The world’s biggest pork consuming and producing nation has seen prices and imports climb to all-time highs after African swine fever slashed herds by almost half. The price spike has fueled the country’s inflation, while foreign purchases are surging just as President Xi Jinping launches a campaign against food waste and the government preaches the virtues of self-sufficiency.
Companies like Wens Foodstuffs Group, Muyuan Foodstuff Co. and New Hope Liuhe Co. are engaged in ambitious programs to boost herds, though this won’t translate into an immediate softening of the market.
“It’ll probably be into 2021 before things start to normalize,” said Darin Friedrichs, a senior analyst with StoneX Group Inc. in Shanghai. “Part of the issue is that it will take a long time to recover the breeding herd,” noting that companies have taken to flying in high quality breeding stock from Europe.
The government approved more than 20,000 new hog farms in the first half, which have the capacity to raise over 150 million pigs, after Beijing offered incentives to encourage breeding. Among companies, Muyuan Foodstuff plans to double sales in 2020, while New Hope Liuhe is aiming to triple the number of hogs slaughtered in 2021 and increase that by a further 60% thereafter.
“Large profits from raising pigs have spurred a rapid recovery and capacity expansion,” said Lin Guofa, a senior analyst at Bric Agriculture Group, noting one hog can provide a net return of 2,000 yuan ($292). Net income at some of major players, including Wens Foodstuffs, Muyuan and New Hope Liuhe more than doubled in the first half from a year earlier.
“China needs to import breeding herds to rebuild stocks,” said Pan Chenjun, senior livestock analyst with Rabobank. “There is still a gap in breeding herd supply which limits the pace of recovery.” Many investors have expansion plans, but have not started construction, said Pan, who only expects herd inventories to return to normal levels by 2023-2024. China slaughtered about 700 million hogs a year before the outbreaks of African swine fever.
The country will continue to see strong pork imports in the fourth quarter, the peak consuming season, with prices staying elevated, though inbound shipments may be slow through October because of coronavirus inspections and customs clearance delays, said Pan. China’s meat and offal imports in the first eight months of 2020 jumped more than 70% on the same period last year.
Pork prices were up over 50% in August from a year earlier, and are a major driver of food inflation. Rising pork and corn prices, along with a recovery in domestic demand, have pushed up all animal protein prices, including beef and chicken, said the National Bureau of Statistics.
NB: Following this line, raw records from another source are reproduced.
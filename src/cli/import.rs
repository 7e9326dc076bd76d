//! CLI command handler for snapshot import
//!
//! Reads a JSON or YAML snapshot (including backups from the browser app),
//! validates it completely, and only then replaces the current records.

use std::path::Path;

use crate::backup::BackupManager;
use crate::config::settings::Settings;
use crate::error::{SitebookError, SitebookResult};
use crate::export::{import_from_json, import_from_yaml, ExportMetadata};
use crate::storage::Storage;

/// Handle the import command
pub fn handle_import_command(
    storage: &Storage,
    settings: &Settings,
    file: &Path,
    confirm: bool,
) -> SitebookResult<()> {
    if !file.exists() {
        return Err(SitebookError::Import(format!(
            "File not found: {}",
            file.display()
        )));
    }

    let content = std::fs::read_to_string(file)
        .map_err(|e| SitebookError::Import(format!("Failed to read file: {}", e)))?;

    let is_yaml = file
        .extension()
        .and_then(|e| e.to_str())
        .is_some_and(|e| e.eq_ignore_ascii_case("yaml") || e.eq_ignore_ascii_case("yml"));
    let export = if is_yaml {
        import_from_yaml(&content)?
    } else {
        import_from_json(&content)?
    };

    let incoming = ExportMetadata::describe(&export.records);
    let current = ExportMetadata::describe(&storage.records()?);

    println!("Import Preview: {}", file.display());
    println!("{}", "=".repeat(40));
    println!("                 current  incoming");
    for (label, now, new) in [
        ("Incomes", current.income_count, incoming.income_count),
        ("Expenses", current.expense_count, incoming.expense_count),
        ("Vendors", current.vendor_count, incoming.vendor_count),
        ("Workers", current.labour_count, incoming.labour_count),
        ("Attendance", current.attendance_count, incoming.attendance_count),
        ("Payments", current.payment_count, incoming.payment_count),
    ] {
        println!("  {:<12} {:>9} {:>9}", label, now, new);
    }
    println!();

    if !confirm {
        println!("WARNING: Importing replaces ALL current records and settings.");
        println!("To proceed, run again with --confirm:");
        println!("  sitebook import {} --confirm", file.display());
        return Ok(());
    }

    let manager = BackupManager::new(storage.paths(), settings.backup_retention.clone());
    let safety = manager.create_backup(storage)?;
    println!("Backup of current data saved: {}", safety.display());

    let count = export.apply(storage, "import")?;
    println!("Imported {} record(s).", count);

    Ok(())
}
A shortage in supply will continue to keep pork imports and prices high for the rest of the year, according to Wang Zhuli, a hog expert at the agriculture ministry on Thursday, adding supply will remain tight until 2022.
Jitters are also growing that China may halt pork imports from Germany after African swine fever was found in a wild boar. A reduction in German supplies may benefit producers including the U.S. and Brazil, whose exports to China have been booming, said Lin from Bric Agriculture Group.
The rapid growth of the hog industry has boosted imports of animal feed grain, such as soy and corn. China, having already achieved the ranking of the world’s top soybean buyer, may soon become the largest corn importer.